▶ Data listing:
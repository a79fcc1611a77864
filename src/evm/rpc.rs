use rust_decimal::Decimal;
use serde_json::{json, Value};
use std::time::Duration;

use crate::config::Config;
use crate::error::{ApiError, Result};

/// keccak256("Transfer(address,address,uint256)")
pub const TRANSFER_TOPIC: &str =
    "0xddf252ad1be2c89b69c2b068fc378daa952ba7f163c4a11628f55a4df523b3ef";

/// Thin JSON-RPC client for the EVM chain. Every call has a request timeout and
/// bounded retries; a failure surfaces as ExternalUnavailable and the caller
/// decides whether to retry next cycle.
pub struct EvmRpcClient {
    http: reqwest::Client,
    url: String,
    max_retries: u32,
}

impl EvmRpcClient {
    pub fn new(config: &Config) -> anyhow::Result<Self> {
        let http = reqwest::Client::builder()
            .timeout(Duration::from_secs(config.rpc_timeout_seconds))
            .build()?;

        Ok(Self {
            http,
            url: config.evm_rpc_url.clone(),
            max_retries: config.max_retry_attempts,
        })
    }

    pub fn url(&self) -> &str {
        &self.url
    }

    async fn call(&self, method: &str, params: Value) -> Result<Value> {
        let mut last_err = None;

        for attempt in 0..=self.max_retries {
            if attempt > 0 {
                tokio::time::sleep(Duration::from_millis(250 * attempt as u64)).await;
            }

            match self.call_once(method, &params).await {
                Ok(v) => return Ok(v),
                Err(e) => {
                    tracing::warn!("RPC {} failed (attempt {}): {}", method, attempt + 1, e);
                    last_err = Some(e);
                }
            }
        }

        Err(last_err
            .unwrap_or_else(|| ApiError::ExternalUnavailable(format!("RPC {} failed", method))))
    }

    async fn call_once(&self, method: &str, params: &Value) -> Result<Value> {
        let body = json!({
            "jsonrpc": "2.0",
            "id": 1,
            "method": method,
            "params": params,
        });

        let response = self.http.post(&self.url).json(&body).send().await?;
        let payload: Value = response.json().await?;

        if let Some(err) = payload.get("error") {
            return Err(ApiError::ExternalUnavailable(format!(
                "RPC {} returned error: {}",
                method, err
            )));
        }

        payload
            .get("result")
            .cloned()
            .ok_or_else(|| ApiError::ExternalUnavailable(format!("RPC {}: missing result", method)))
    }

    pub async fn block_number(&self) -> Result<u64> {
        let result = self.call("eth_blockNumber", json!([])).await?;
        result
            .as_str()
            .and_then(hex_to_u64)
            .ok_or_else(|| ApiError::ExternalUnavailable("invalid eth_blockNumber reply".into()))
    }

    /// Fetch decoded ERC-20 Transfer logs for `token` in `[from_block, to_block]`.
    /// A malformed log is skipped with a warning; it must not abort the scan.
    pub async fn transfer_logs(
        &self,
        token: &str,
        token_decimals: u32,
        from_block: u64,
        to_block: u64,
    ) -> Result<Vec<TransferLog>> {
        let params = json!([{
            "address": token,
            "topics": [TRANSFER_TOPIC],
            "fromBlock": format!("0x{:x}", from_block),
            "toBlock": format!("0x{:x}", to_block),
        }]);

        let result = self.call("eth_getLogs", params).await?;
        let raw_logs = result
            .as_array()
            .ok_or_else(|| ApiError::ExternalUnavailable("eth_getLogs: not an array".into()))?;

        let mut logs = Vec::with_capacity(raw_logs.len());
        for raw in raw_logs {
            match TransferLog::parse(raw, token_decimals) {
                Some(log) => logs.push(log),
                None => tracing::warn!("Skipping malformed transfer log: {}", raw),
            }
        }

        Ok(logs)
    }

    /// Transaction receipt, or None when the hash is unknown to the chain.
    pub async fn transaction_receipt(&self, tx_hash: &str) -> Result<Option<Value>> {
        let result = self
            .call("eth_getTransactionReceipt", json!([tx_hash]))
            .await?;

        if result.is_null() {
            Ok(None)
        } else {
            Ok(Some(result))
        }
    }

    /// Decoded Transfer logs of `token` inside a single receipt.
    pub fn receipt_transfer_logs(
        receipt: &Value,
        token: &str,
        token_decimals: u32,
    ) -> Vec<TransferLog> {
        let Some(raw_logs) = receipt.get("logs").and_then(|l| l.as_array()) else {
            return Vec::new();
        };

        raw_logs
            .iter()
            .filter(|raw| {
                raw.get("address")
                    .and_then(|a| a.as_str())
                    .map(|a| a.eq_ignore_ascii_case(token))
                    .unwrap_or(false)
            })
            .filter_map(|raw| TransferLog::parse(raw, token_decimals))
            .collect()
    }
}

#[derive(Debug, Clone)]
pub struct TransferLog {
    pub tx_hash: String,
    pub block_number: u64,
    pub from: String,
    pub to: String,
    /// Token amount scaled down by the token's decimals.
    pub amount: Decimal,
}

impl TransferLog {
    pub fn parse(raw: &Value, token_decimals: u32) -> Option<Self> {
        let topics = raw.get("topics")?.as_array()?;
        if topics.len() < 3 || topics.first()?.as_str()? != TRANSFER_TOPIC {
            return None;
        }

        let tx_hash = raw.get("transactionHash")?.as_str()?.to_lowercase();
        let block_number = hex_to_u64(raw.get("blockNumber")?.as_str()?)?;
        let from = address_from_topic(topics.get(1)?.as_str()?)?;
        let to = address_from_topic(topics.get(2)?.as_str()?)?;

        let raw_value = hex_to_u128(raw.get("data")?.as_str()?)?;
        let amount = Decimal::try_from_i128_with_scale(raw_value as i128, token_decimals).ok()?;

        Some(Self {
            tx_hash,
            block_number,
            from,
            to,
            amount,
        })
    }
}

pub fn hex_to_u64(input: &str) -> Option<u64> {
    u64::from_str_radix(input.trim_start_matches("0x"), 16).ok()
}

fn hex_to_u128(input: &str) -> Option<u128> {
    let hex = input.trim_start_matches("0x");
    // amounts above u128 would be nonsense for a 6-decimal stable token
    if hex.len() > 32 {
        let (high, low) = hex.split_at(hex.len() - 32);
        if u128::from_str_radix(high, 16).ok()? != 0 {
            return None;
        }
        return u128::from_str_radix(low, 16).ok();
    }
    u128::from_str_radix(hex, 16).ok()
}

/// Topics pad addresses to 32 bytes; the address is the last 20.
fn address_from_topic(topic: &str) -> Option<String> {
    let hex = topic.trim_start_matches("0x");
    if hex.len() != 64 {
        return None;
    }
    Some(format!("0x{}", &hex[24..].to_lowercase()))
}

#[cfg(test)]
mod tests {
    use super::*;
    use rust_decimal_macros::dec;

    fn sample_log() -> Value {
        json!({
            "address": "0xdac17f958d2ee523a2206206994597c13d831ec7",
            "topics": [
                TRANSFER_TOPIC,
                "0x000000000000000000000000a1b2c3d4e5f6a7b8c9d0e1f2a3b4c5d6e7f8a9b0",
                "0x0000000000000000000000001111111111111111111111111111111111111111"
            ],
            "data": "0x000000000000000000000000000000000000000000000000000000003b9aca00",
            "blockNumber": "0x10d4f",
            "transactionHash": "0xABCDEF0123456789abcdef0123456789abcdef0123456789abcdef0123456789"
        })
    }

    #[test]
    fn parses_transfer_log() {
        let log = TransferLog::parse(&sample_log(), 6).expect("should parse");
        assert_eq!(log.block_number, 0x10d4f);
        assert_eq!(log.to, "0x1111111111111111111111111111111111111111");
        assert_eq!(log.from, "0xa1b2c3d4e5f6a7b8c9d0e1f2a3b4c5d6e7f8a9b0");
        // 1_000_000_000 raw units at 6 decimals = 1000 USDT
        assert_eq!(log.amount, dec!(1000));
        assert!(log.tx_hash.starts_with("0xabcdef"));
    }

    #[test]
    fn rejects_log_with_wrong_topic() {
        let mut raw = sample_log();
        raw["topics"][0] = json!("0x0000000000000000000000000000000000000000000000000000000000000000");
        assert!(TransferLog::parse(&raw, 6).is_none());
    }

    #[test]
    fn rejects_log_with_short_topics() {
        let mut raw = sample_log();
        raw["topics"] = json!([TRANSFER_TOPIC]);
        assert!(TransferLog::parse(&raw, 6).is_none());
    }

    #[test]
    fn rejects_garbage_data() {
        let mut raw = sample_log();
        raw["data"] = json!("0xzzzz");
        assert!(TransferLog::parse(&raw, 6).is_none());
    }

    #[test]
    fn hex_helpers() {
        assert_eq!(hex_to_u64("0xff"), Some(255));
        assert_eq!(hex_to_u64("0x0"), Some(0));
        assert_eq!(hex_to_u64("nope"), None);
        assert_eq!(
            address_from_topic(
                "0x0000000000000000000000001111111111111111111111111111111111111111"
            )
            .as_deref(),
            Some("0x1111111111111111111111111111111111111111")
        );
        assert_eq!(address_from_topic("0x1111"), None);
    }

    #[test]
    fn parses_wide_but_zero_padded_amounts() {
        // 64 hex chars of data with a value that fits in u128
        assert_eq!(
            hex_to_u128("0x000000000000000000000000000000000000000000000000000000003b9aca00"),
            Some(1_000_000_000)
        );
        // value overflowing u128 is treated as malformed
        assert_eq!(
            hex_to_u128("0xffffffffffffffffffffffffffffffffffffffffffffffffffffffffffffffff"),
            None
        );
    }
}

▶ What is required: Copy the entries word for word. Start at the first line and end with the line containing "pub fn url(&self)".

▶ Expected answer:
repository a79fcc1611a77864
filename src/evm/rpc.rs
use rust_decimal::Decimal;
use serde_json::{json, Value};
use std::time::Duration;

use crate::config::Config;
use crate::error::{ApiError, Result};

/// keccak256("Transfer(address,address,uint256)")
pub const TRANSFER_TOPIC: &str =
    "0xddf252ad1be2c89b69c2b068fc378daa952ba7f163c4a11628f55a4df523b3ef";

/// Thin JSON-RPC client for the EVM chain. Every call has a request timeout and
/// bounded retries; a failure surfaces as ExternalUnavailable and the caller
/// decides whether to retry next cycle.
pub struct EvmRpcClient {
    http: reqwest::Client,
    url: String,
    max_retries: u32,
}

impl EvmRpcClient {
    pub fn new(config: &Config) -> anyhow::Result<Self> {
        let http = reqwest::Client::builder()
            .timeout(Duration::from_secs(config.rpc_timeout_seconds))
            .build()?;

        Ok(Self {
            http,
            url: config.evm_rpc_url.clone(),
            max_retries: config.max_retry_attempts,
        })
    }

    pub fn url(&self) -> &str {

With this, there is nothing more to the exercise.